Oggi l’idea di Erasmus è condivisa e apprezzata globalmente ma,ci ricorda Sofia Corradi, come ogni idea innovativa che si rispetti incontrò inizialmente forti ostilità, provenienti soprattutto dall’ambito accademico stesso. Ma la motivazione della Corradi era forte e nasceva da un’esperienza negativa personale, quando dopo aver frequentato un anno di studio presso la Graduate School of Law della Columbia University, si vide rifiutato il riconoscimento degli esami conseguiti oltre oceano presso l’università di legge. Oltremodo convinta della positività dell’esperienza vissuta all’estero decise che questa opportunità doveva essere estesa alla generalità degli studenti.

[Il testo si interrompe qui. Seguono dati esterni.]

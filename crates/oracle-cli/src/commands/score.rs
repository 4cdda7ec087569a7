// crates/oracle-cli/src/commands/score.rs
// ============================================================================
// Module: `score` Command
// Description: Computes a scorecard over the current ledger and writes it
//              as JSON, to a file or to stdout.
// Purpose: The CLI's entry point onto `oracle-scorer`, independent of the
//          Markdown/file-writing concerns `report` adds.
// Dependencies: oracle-baseline, oracle-catalog, oracle-ledger,
//               oracle-reporter, oracle-scorer
// ============================================================================

use oracle_baseline::BaselineConfig;
use oracle_core::ResolutionMode;
use oracle_ledger::Ledger;
use oracle_reporter::ScorecardMetadata;

use crate::cli::Cli;
use crate::cli::ScoreArgs;
use crate::error::CliError;
use crate::error::CliResult;
use crate::io::print_line;

/// Every resolution mode, the default scope a plain `score` call scores
/// over.
const ALL_MODES: [ResolutionMode; 3] =
    [ResolutionMode::ExternalAuto, ResolutionMode::ExternalManual, ResolutionMode::ClaimsInferred];

/// Runs the `score` subcommand.
///
/// # Errors
///
/// Returns [`CliError`] if the catalog, ledger, or baseline config cannot
/// be read, scoring fails, or `--output` cannot be written.
pub fn run(cli: &Cli, args: &ScoreArgs) -> CliResult<()> {
    let catalog = oracle_catalog::load_catalog(&cli.catalog)?;
    let ledger = Ledger::new(&cli.ledger_dir);
    let baseline_config = if cli.baseline_config.exists() {
        oracle_baseline::load_baseline_config(&cli.baseline_config)?
    } else {
        BaselineConfig::default()
    };
    let now = time::OffsetDateTime::now_utc();

    let forecasts = ledger.get_forecasts()?;
    let resolutions = ledger.get_resolutions()?;
    let corrections = ledger.get_corrections()?;

    let scorecard = oracle_scorer::compute_scores(
        &catalog,
        &forecasts,
        &resolutions,
        &corrections,
        &baseline_config,
        &ALL_MODES,
        args.event_id.as_deref(),
        args.horizon,
        now,
    )?;

    let metadata = ScorecardMetadata {
        event_id_filter: args.event_id.clone(),
        horizon_filter: args.horizon,
        mode_filter: ALL_MODES.iter().map(|m| mode_tag(*m).to_string()).collect(),
    };

    let text = oracle_reporter::generate_scorecard_json(&scorecard, &metadata, now)?;

    match &args.output {
        Some(path) => {
            std::fs::write(path, &text)
                .map_err(|source| CliError::Io { path: path.display().to_string(), source })?;
            print_line(&format!("score: wrote scorecard to {}", path.display()))?;
        }
        None => print_line(&text)?,
    }

    Ok(())
}

/// The wire tag for a resolution mode, for echoing the scope scored under.
const fn mode_tag(mode: ResolutionMode) -> &'static str {
    match mode {
        ResolutionMode::ExternalAuto => "external_auto",
        ResolutionMode::ExternalManual => "external_manual",
        ResolutionMode::ClaimsInferred => "claims_inferred",
    }
}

E i dati di oggi dimostrano la forza della sua intuizione. Il programma ha avuto un impatto fortissimo sulla vita delle persone perché ha creato percorsi reali di cittadinanza europea, riducendo i tempi di disoccupazione post formazione e stimolando anche l’imprenditorialità degli ex studenti.

L’Erasmus è stato potenziato a partire dal 2014: Erasmus Plus, coinvolge oggi 69mila organizzazioni. Dal 2014 al 2020 sono previsti fondi pari a 14,7 miliardi di euro, per due terzi destinati a sostenere le opportunità di studio all’estero e per un terzo utilizzati per partnership e riforme a livello educativo. In tanti considerano ancora Erasmus esclusivamente legato al concetto di studio all’estero: niente di più sbagliato ed Uniser ne è un esempio. Grazie ai fondi di Erasmus Plus ogni anno accogliamo dall’estero migliaia di tirocinanti che faranno la loro esperienza in un paese diverso dal loro. Allo stesso modo inviamo ragazzi italiani che vogliono lavorare e formarsi fuori dall’Italia.

Oggi, con lo spettro dei nazionalismi più svariati che minacciano nuove Brexit dietro ad ogni angolo, il valore dell’Erasmus si fa sentire ancora più forte, la sua capacità di aprire lo sguardo e mostrare le possibilità di una cittadinanza europea unita ai giovani fa ben sperare per il consolidamento e lo sviluppo di un futuro per l’Europa.